An important part of the meeting was the discussion about a new EUF strategic priority. The last time the network defined such a strategic vector to its activities was almost one decade ago, and subsequent digital transformation activities have spanned several projects and activities, such as Erasmus Without Paper, Erasmus+ Dashboard, Erasmus+ App, Online Learning Agreement and MyAcademicID – to name but a few of our best know initiatives.
Identifying a challenge that can contribute for the betterment and modernisation of European higher education systems will build on past achievements and the decision taken in Warsaw is the culmination of almost two years of internal discussions in the various governance bodies of the EUF.
Maximising the societal impact of higher education internationalisation
During the discussions about the new strategic priority of the network, one topic stood tall above all others: the importance of ensuring a much broader and inclusive participation in student mobility. The EUF can trace its own origins to key discussions in the late 90s that shone a light onto how deeply transformative high quality student mobility can be, and in the intervening years evidence has continued to accrue regarding the societal benefits and importance of a global and tolerant citizenry.
A contemporary take on improving participation will necessarily take into consideration past experiences, including the continued struggles of the Bologna Process and Erasmus+ to ensure that the population of mobile students accurately reflects the diversity of the European student body. In doing so, it will tie-in with the Erasmus+ transversal priorities for 2021-2027 and with the raison d’être of the European Universities Alliances, which are so important to so many of our member universities.
The first quarter of 2023 is expected to be the first time since the EUF network began leading the digital transformation of student mobility when its own resources will no longer be required to ensure the continued availability of the digital infrastructure used by thousands of higher education institutions (HEIs) across the continent. This is thanks to a framework contract signed with the European Commission in October 2021.
In addition to unburdening the EUF and its member universities from the day-to-day costs of supporting such vast infrastructure, this framework contract is also paving the way for the professionalisation of EWP-related operations until 2025. This means that the conditions have finally been met to allow the EUF to address other pressing challenges while ensuring that its digital solutions – made for universities, by universities – will continue to be available for the foreseeable future.
What to expect
Embarking on a new meaningful challenge should be a galvanising experience that brings forward the very best of the entire network. In order to rise to the occasion, the EUF will establish new pipelines of ideas and initiatives geared for systemic impact. Additionally, we will leverage on expertise already available to us: initiatives such as Erasmus 500 have revealed how the single biggest deterrent to participation in mobility can be overcome, and work on the topic is being continued under the aegis of the Erasmus for All consortium; initiatives like MEGA and Erasmus+60 are also already exploring both the operational and conceptual limits of a broader participation in mobility experiences, and others will of course follow in due course.

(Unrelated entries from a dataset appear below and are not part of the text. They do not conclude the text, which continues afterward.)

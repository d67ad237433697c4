//! Value to literal node conversion.

use crate::{
    ast::Expr,
    eval::{ConversionError, Value},
};

/// Containers must have fewer elements than this to be turned into literals.
pub const MAX_LEN: usize = 256;

/// Converts an evaluated value into a literal expression.
///
/// Scalars map directly. Lists, tuples, sets and mappings map element-wise
/// and recursively, and only if each container holds fewer than `max_len`
/// elements. Strings are not capped.
///
/// # Errors
///
/// Returns a [`ConversionError`] for values without a literal spelling, for
/// oversized containers and for non-finite floats.
pub fn to_node(value: &Value, max_len: usize) -> Result<Expr, ConversionError> {
    let check = |len: usize| {
        if len < max_len {
            Ok(())
        } else {
            Err(ConversionError::TooLarge { len, max: max_len })
        }
    };
    let convert_all = |items: &[Value]| -> Result<Vec<Expr>, ConversionError> {
        check(items.len())?;
        items.iter().map(|v| to_node(v, max_len)).collect()
    };

    Ok(match value {
        Value::Int(v) => Expr::int(*v),
        Value::Float(v) if v.is_finite() => Expr::float(*v),
        Value::Complex { re, im } if re.is_finite() && im.is_finite() => Expr::complex(*re, *im),
        Value::Float(_) | Value::Complex { .. } => return Err(ConversionError::NonFinite),
        Value::Bool(b) => Expr::bool(*b),
        Value::Str(s) => Expr::str(s.clone()),
        Value::List(items) => Expr::list(convert_all(items)?),
        Value::Tuple(items) => Expr::tuple(convert_all(items)?),
        Value::Set(items) => Expr::set(convert_all(items)?),
        Value::Dict(pairs) => {
            check(pairs.len())?;
            let mut converted = Vec::with_capacity(pairs.len());
            for (k, v) in pairs {
                converted.push((to_node(k, max_len)?, to_node(v, max_len)?));
            }
            Expr::dict(converted)
        }
        Value::Iter(_) | Value::None => {
            return Err(ConversionError::Unsupported(value.kind_name()))
        }
    })
}

#[cfg(test)]
mod tests {
    use super::*;

    #[test]
    fn test_scalars() {
        assert_eq!(to_node(&Value::Int(-4), MAX_LEN).unwrap().to_string(), "-4");
        assert_eq!(
            to_node(&Value::Float(0.5), MAX_LEN).unwrap().to_string(),
            "0.5"
        );
        assert_eq!(
            to_node(&Value::Bool(true), MAX_LEN).unwrap().to_string(),
            "True"
        );
        assert_eq!(
            to_node(&Value::Str("a'b".into()), MAX_LEN)
                .unwrap()
                .to_string(),
            "'a\\'b'"
        );
    }

    #[test]
    fn test_size_cap_is_strict() {
        let below = Value::List((0..255).map(Value::Int).collect());
        assert!(to_node(&below, MAX_LEN).is_ok());

        let at = Value::List((0..256).map(Value::Int).collect());
        assert_eq!(
            to_node(&at, MAX_LEN),
            Err(ConversionError::TooLarge { len: 256, max: 256 })
        );

        // the cap applies to nested containers too
        let nested = Value::Tuple(vec![Value::Set((0..300).map(Value::Int).collect())]);
        assert!(matches!(
            to_node(&nested, MAX_LEN),
            Err(ConversionError::TooLarge { len: 300, .. })
        ));
    }

    #[test]
    fn test_rejections() {
        assert_eq!(
            to_node(&Value::Float(f64::INFINITY), MAX_LEN),
            Err(ConversionError::NonFinite)
        );
        assert_eq!(
            to_node(&Value::Complex { re: 0.0, im: f64::NAN }, MAX_LEN),
            Err(ConversionError::NonFinite)
        );
        assert!(matches!(
            to_node(&Value::Iter(vec![]), MAX_LEN),
            Err(ConversionError::Unsupported(_))
        ));
        assert!(matches!(
            to_node(&Value::None, MAX_LEN),
            Err(ConversionError::Unsupported(_))
        ));
    }

    #[test]
    fn test_containers_become_literal_values() {
        let value = Value::Dict(vec![(
            Value::Str("k".into()),
            Value::List(vec![Value::Int(1), Value::Int(2)]),
        )]);
        let node = to_node(&value, MAX_LEN).unwrap();
        assert!(node.is_literal_value());
        assert_eq!(node.to_string(), "{'k': [1, 2]}");
    }
}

Nothing of what the EUF has achieved in its 20 years of existence would have been possible without the drive and expertise of its member universities, which will once again be the engines of our shared strategic priority. We are confident that many of our partners will agree to join us in this adventure, particularly as far as student organisations are concerned. We will also seek to join forces with the European Institutions, which have been so central in advancing the European student mobility landscape in both 2014 and 2021. Together we can undoubtedly raise the bar in really making mobility the norm in the years ahead.